This dog was fearful and not properly trained for this experience. As well, there was no safe exit point for the dog to escape the turbulent water. Training for a scene like this should take place weeks – if not months – in advance to help a dog get comfortable with not only being in water of that depth, but also the turbulence. It also helps to ensure the dog will not suffer consequences from such a traumatic experience.


Thank you to everyone who has contacted us regarding this situation and expressing your concern.


----------



## Team Gomberg (Jan 21, 2017)

Does anyone know the details of the camera man?

Who took the video? 
Why did he video tape the new attempt from a different entry point? 
Did he record other successful attempts?
What was the point of recording it?

Don't you think these answers could make one have a different perspective?


----------



## ColleenT (Jan 21, 2017)

i was NOT planning to see this movie, regardless.
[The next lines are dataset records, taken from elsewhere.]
//! Chunk codec and the decoder seams used by indexing and scanning.
//!
//! Index construction only needs a [`HeaderDecoder`]; range scans need a
//! [`ChunkDecoder`]. [`chunk::ChunkCodec`] implements both for the built-in
//! on-disk format, and callers may substitute their own implementations.

pub mod chunk;
pub mod header;
pub mod writer;

use std::io::{Read, Seek};

use crate::error::Result;
use crate::types::{Chunk, HeaderRead};

pub trait HeaderDecoder {
    /// Decode the header at the current stream position, consuming exactly the
    /// header bytes. Must report [`HeaderRead::EndOfStream`] when the stream is
    /// exhausted at a header boundary.
    fn read_header<R: Read + Seek>(&self, reader: &mut R) -> Result<HeaderRead>;
}

pub trait ChunkDecoder {
    /// Read and decode the whole chunk starting at `offset`, returning its
    /// records in on-disk order.
    fn decode_chunk<R: Read + Seek>(&self, reader: &mut R, offset: u64) -> Result<Chunk>;
}

impl<D: HeaderDecoder + ?Sized> HeaderDecoder for &D {
    fn read_header<R: Read + Seek>(&self, reader: &mut R) -> Result<HeaderRead> {
        (**self).read_header(reader)
    }
}

impl<D: ChunkDecoder + ?Sized> ChunkDecoder for &D {
    fn decode_chunk<R: Read + Seek>(&self, reader: &mut R, offset: u64) -> Result<Chunk> {
        (**self).decode_chunk(reader, offset)
    }
}
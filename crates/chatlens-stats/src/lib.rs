//! Statistics over chat rooms.
//!
//! [`StatisticsEngine::compute`] is pure and deterministic for a given room
//! and configuration, apart from the `computed_at` stamp.

pub mod cache;
pub mod config;
pub mod engine;
pub mod keywords;
pub mod sentiment;

pub use cache::SnapshotCache;
pub use config::StatsConfig;
pub use engine::StatisticsEngine;
pub use sentiment::Sentiment;
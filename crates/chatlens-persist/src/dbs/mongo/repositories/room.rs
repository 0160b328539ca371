use futures::TryStreamExt;
use mongodb::{bson::doc, Client, Collection};

use crate::dbs::mongo::models::MongoRoom;
use crate::error::Result;

#[derive(Clone)]
pub struct MongoRoomRepository {
    collection: Collection<MongoRoom>,
}

impl MongoRoomRepository {
    pub fn new(client: &Client, db_name: &str) -> Self {
        let collection = client.database(db_name).collection("rooms");
        Self { collection }
    }

    pub async fn insert(&self, room: &MongoRoom) -> Result<()> {
        self.collection.insert_one(room).await?;
        Ok(())
    }

    pub async fn get(&self, room_id: &str) -> Result<Option<MongoRoom>> {
        Ok(self.collection.find_one(doc! { "_id": room_id }).await?)
    }

    pub async fn find_by_name(&self, name: &str) -> Result<Option<MongoRoom>> {
        Ok(self.collection.find_one(doc! { "name": name }).await?)
    }

    /// All rooms, newest last message first
    pub async fn list(&self) -> Result<Vec<MongoRoom>> {
        let rooms = self
            .collection
            .find(doc! {})
            .sort(doc! { "last_message_at": -1, "updated_at": -1 })
            .await?
            .try_collect()
            .await?;
        Ok(rooms)
    }

    /// Replace the stored document; returns false if the room is gone
    pub async fn replace(&self, room: &MongoRoom) -> Result<bool> {
        let result = self
            .collection
            .replace_one(doc! { "_id": room.id.as_str() }, room)
            .await?;
        Ok(result.matched_count > 0)
    }

    pub async fn delete(&self, room_id: &str) -> Result<bool> {
        let result = self.collection.delete_one(doc! { "_id": room_id }).await?;
        Ok(result.deleted_count > 0)
    }
}
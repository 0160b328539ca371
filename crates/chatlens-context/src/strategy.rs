use chatlens_llm::Message;
use chatlens_types::{AnalysisType, Room, StatisticsSnapshot};

/// Prompt sent to the provider for one analysis.
#[derive(Debug, Clone)]
pub struct ContextWindow {
    pub system_prompt: String,
    pub messages: Vec<Message>,
    /// Transcript lines that made it into the prompt
    pub included_messages: usize,
    /// Older messages left out to stay within limits
    pub omitted_messages: usize,
    pub prompt_tokens: usize,
}

impl ContextWindow {
    /// System prompt first, then the user turn(s)
    pub fn into_messages(self) -> Vec<Message> {
        let mut all = Vec::with_capacity(self.messages.len() + 1);
        all.push(Message::system(self.system_prompt));
        all.extend(self.messages);
        all
    }
}

/// Strategy for turning a room into a bounded analysis prompt
pub trait ContextStrategy: Send + Sync {
    fn build(
        &self,
        room: &Room,
        snapshot: &StatisticsSnapshot,
        analysis_type: AnalysisType,
    ) -> crate::error::Result<ContextWindow>;
}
But any time there is a conflict regarding the care of an animal, i do skip it.


----------



## Big Charlie (Feb 6, 2017)

I saw this movie this week. It was really beautiful and well-done.


----------



## lisa127 (Feb 6, 2017)

Big Charlie said:


> I saw this movie this week. It was really beautiful and well-done.


Really? All controversy on the video issue aside, I heard it was not. I read the book several years ago.


----------



## Big Charlie (Feb 6, 2017)

lisa127 said:


> Really? All controversy on the video issue aside, I heard it was not. I read the book several years ago.


I read the book years ago too. Normally the movie never lives up to the book. In this case, the movie was not a disappointment. Many reviews are skewed by the controversy. There was an IMDB campaign in which many reviewers gave the movie a rating of 1 without seeing the movie. If you read the IMDB reviews of people who actually saw the movie, you'll see they are mostly raves.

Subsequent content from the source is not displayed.